Since someone asked about it, I decided to make a trip out to Ward Labs on the southern edge of the campus and the engineering quad. Ward Labs, or more properly the Ward Center for Nuclear Sciences, was completed in 1963. At this time, nuclear engineering was experiencing great interest. But after Three Mile Island and Chernobyl, the nation experienced a serious decline in interest in nuclear studies, and the engineering school disbanded it’s Nuclear Science and Engineering program in 1995 [1].  On May 4, 2001, Cornell announced that it would decomission the TRIGA Mark II nuclear reactor inside the facility, due to underutilization and unwanted liability concerning the handling, use and transport of nuclear materials. The reactor was a 500 kilowatt facility used strictly for research and teaching. A dry irradiation facility that uses the radioactive Cobalt-60 was recommended to be maintained at the facility.
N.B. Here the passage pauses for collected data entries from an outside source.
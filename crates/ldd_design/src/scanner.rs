//! Component source tree scanning.
//!
//! The components directory holds one folder per group; every group folder
//! holds one folder per component. A component folder qualifies when it has
//! a template and a declaration file. Folders are visited in file name order
//! so repeated scans of an unchanged tree produce identical results.

use std::fs;
use std::path::{Path, PathBuf};

use serde_json::Value;
use tracing::{debug, error, info, warn};
use walkdir::WalkDir;

use crate::error::{DesignError, DesignResult};
use crate::markup::minify_html;
use crate::models::{AsyncComponent, ComponentDeclaration};
use crate::properties::PROPERTY_FILE_PATTERNS;

/// Options controlling how the tree is scanned.
#[derive(Debug, Clone, PartialEq, Eq)]
pub struct ScanOptions {
    pub declaration_file: String,
    pub template_extension: String,
    /// Remove stray files found among the group folders.
    pub repair_stray_entries: bool,
}

impl Default for ScanOptions {
    fn default() -> Self {
        Self {
            declaration_file: "ld-conf.json".to_string(),
            template_extension: "html".to_string(),
            repair_stray_entries: true,
        }
    }
}

/// A qualifying component folder.
#[derive(Debug, Clone, PartialEq)]
pub struct ScannedComponent {
    pub folder: String,
    pub declaration: ComponentDeclaration,
    pub async_component: Option<AsyncComponent>,
}

/// A group folder and its qualifying components, in scan order.
#[derive(Debug, Clone, PartialEq)]
pub struct ScannedGroup {
    pub folder: String,
    pub label: String,
    pub components: Vec<ScannedComponent>,
}

impl ScannedGroup {
    pub fn component_names(&self) -> Vec<String> {
        self.components
            .iter()
            .map(|c| c.declaration.name.clone())
            .collect()
    }
}

/// A part of the tree that could not be scanned.
#[derive(Debug, Clone, PartialEq, Eq)]
pub struct ScanFailure {
    /// Group label or file path the failure belongs to
    pub scope: String,
    pub message: String,
}

/// Result of scanning the whole tree.
#[derive(Debug, Default)]
pub struct TreeScan {
    pub groups: Vec<ScannedGroup>,
    pub failures: Vec<ScanFailure>,
    /// Stray files removed from the tree
    pub repaired: Vec<PathBuf>,
}

/// Scanner over a components directory.
pub struct ComponentScanner {
    root: PathBuf,
    options: ScanOptions,
}

impl ComponentScanner {
    pub fn new(root: impl Into<PathBuf>, options: ScanOptions) -> Self {
        Self {
            root: root.into(),
            options,
        }
    }

    pub fn root(&self) -> &Path {
        &self.root
    }

    /// Scan every group folder below the root.
    ///
    /// Errors inside one group are recorded as failures; only an unreadable
    /// root is returned as an error.
    pub fn scan(&self) -> DesignResult<TreeScan> {
        if !self.root.is_dir() {
            return Err(DesignError::NotFound(self.root.clone()));
        }

        let mut scan = TreeScan::default();

        for entry in sorted_children(&self.root)? {
            let path = entry.path();
            let folder = entry.file_name().to_string_lossy().to_string();

            if !path.is_dir() {
                self.handle_stray_entry(path, &folder, &mut scan);
                continue;
            }

            let label = group_label(&folder);
            match self.scan_group(path, &folder) {
                Ok(group) if group.components.is_empty() => {
                    debug!("Group {:?} has no components, skipping", folder);
                }
                Ok(group) => scan.groups.push(group),
                Err(e) => {
                    error!("Failed to scan group {:?}: {}", folder, e);
                    scan.failures.push(ScanFailure {
                        scope: label,
                        message: e.to_string(),
                    });
                }
            }
        }

        Ok(scan)
    }

    /// A file that failed to be removed is recorded as a failure of its own.
    fn handle_stray_entry(&self, path: &Path, name: &str, scan: &mut TreeScan) {
        if PROPERTY_FILE_PATTERNS.contains(&name) {
            return;
        }

        if !self.options.repair_stray_entries {
            warn!("Ignoring stray file {:?} in the components directory", path);
            return;
        }

        warn!("Removing stray file {:?} from the components directory", path);
        match fs::remove_file(path) {
            Ok(()) => scan.repaired.push(path.to_path_buf()),
            Err(e) => {
                error!("Failed to remove stray file {:?}: {}", path, e);
                scan.failures.push(ScanFailure {
                    scope: path.display().to_string(),
                    message: format!("failed to remove stray file: {}", e),
                });
            }
        }
    }

    /// Scan one group folder.
    pub fn scan_group(&self, path: &Path, folder: &str) -> DesignResult<ScannedGroup> {
        let mut components = Vec::new();

        for entry in sorted_children(path)? {
            if !entry.path().is_dir() {
                continue;
            }
            let component_folder = entry.file_name().to_string_lossy().to_string();
            if let Some(component) = self.scan_component(entry.path(), folder, &component_folder)? {
                components.push(component);
            }
        }

        Ok(ScannedGroup {
            folder: folder.to_string(),
            label: group_label(folder),
            components,
        })
    }

    /// Scan one component folder, returning `None` when it does not qualify.
    pub fn scan_component(
        &self,
        path: &Path,
        group_folder: &str,
        folder: &str,
    ) -> DesignResult<Option<ScannedComponent>> {
        let declaration_path = path.join(&self.options.declaration_file);
        if !declaration_path.is_file() {
            debug!("Skipping {:?}: no {}", path, self.options.declaration_file);
            return Ok(None);
        }

        let Some(template_path) = self.find_template(path, folder)? else {
            debug!("Skipping {:?}: no single .{} template", path, self.options.template_extension);
            return Ok(None);
        };

        let html = fs::read_to_string(&template_path)?;
        let declaration = read_declaration(&declaration_path, folder, minify_html(&html))?;

        let vue_path = path.join(format!("{}.vue", folder));
        let async_component = vue_path.is_file().then(|| AsyncComponent {
            name: format!("SrlLd{}", upper_camel_case(&strip_order_prefix(folder))),
            path: format!("#ld/{}/{}/{}.vue", group_folder, folder, folder),
        });

        Ok(Some(ScannedComponent {
            folder: folder.to_string(),
            declaration,
            async_component,
        }))
    }

    /// `<folder>.<ext>` when present, otherwise the only file with the
    /// template extension.
    fn find_template(&self, path: &Path, folder: &str) -> DesignResult<Option<PathBuf>> {
        let ext = self.options.template_extension.as_str();
        let preferred = path.join(format!("{}.{}", folder, ext));
        if preferred.is_file() {
            return Ok(Some(preferred));
        }

        let mut candidates: Vec<PathBuf> = sorted_children(path)?
            .into_iter()
            .filter(|e| e.path().is_file())
            .map(|e| e.into_path())
            .filter(|p| p.extension().is_some_and(|e| e == ext))
            .collect();

        if candidates.len() == 1 {
            Ok(candidates.pop())
        } else {
            Ok(None)
        }
    }
}

/// Parse a declaration file and attach the minified template.
fn read_declaration(path: &Path, folder: &str, html: String) -> DesignResult<ComponentDeclaration> {
    let content = fs::read_to_string(path)?;
    let mut value: Value = serde_json::from_str(&content)?;

    let Some(object) = value.as_object_mut() else {
        return Err(DesignError::InvalidDeclaration {
            path: path.to_path_buf(),
            message: "expected a JSON object".to_string(),
        });
    };

    if !object.get("name").is_some_and(Value::is_string) {
        object.insert("name".to_string(), Value::String(strip_order_prefix(folder)));
    }
    object.remove("html");

    let mut declaration: ComponentDeclaration =
        serde_json::from_value(value).map_err(|e| DesignError::InvalidDeclaration {
            path: path.to_path_buf(),
            message: e.to_string(),
        })?;
    declaration.html = html;
    Ok(declaration)
}

fn sorted_children(path: &Path) -> DesignResult<Vec<walkdir::DirEntry>> {
    let mut entries = Vec::new();
    for entry in WalkDir::new(path)
        .min_depth(1)
        .max_depth(1)
        .sort_by_file_name()
    {
        let entry = entry.map_err(|e| match e.into_io_error() {
            Some(io) => DesignError::Io(io),
            None => DesignError::NotFound(path.to_path_buf()),
        })?;
        entries.push(entry);
    }
    Ok(entries)
}

/// Strip an ordering prefix: everything up to and including the first `.`.
pub fn strip_order_prefix(name: &str) -> String {
    match name.split_once('.') {
        Some((_, rest)) => rest.to_string(),
        None => name.to_string(),
    }
}

/// Display label of a group folder.
pub fn group_label(folder: &str) -> String {
    strip_order_prefix(folder)
        .replace("_and_", " / ")
        .replace('_', " ")
}

/// `title-h1` -> `TitleH1`
pub fn upper_camel_case(input: &str) -> String {
    input
        .split('-')
        .map(|word| {
            let mut chars = word.chars();
            match chars.next() {
                Some(first) => first.to_uppercase().chain(chars).collect::<String>(),
                None => String::new(),
            }
        })
        .collect()
}

/// Log a one-line summary of a scan.
pub(crate) fn log_summary(scan: &TreeScan) {
    let components: usize = scan.groups.iter().map(|g| g.components.len()).sum();
    info!(
        "Scanned {} groups with {} components ({} failed)",
        scan.groups.len(),
        components,
        scan.failures.len()
    );
}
The building still contained radioactive waste, so when 9/11 happened, road blocks were installed around the facility [2].

Then we fast forward to October 2008. There was a very interesting article written by Munier Salem for the Daily Sun highlighting the increased interest in building new facilties and a revived interest in the field as the energy crisis affected the nation, and how some view the decomissioning as a huge mistake.

Today, with the exception of some offices and little-used labs, the Ward Center is largely abandoned. The building is slated to be torn down under the master plan (assuming our endowment holds out).


I felt that since I was there, I should take a photo of Grumman Hall too, if but just to say I have one.


I make a big deal about Bradfield, but I never have really mentioned Emerson Hall. Emerson, the low-rise portion of the Bradfield complex, was also completed in 1968 and houses labs and offices for the department of Crop and Soil Sciences. The building is named for Rollins Emerson, who was the head of the Plant Breeding Department for a few decades in the first half of the 20th century.


Riley-Robb Hall. This building was built in 1956 and is designed in the stripped classical style [4]. Very, very stripped. The emphasis with this building was on materials, primarily limestone, yellow brick, and marble. Two bas-relief limestone heads flank the entry stairs, the one on the north side being Ceres and the one on the south being Pomona. The building currently houses the Biological and Environmental Engineering program.

Also worth noting is the $6 million dollar renovation for the east wing set to be completed in March. This lab will focus on biofuels research [5].



Bartels Hall, originally known as Alberding Field House, was completed  in 1990. The building houses the Lindseth Cimbing Wall (the alrgest indoor wall in the country, Cornell claims [6]), basketball courts, artificial turf practice areas and a 5,000 seat indoor sports facility. The building was renamed in 2000 as a thank-you for a $15 million donation from Hank and Nancy Bartels of the class of 1948.  Charles Alberding ’23 was a major benefactor of Cornell athletic programs, but the building was never formally named for him [7].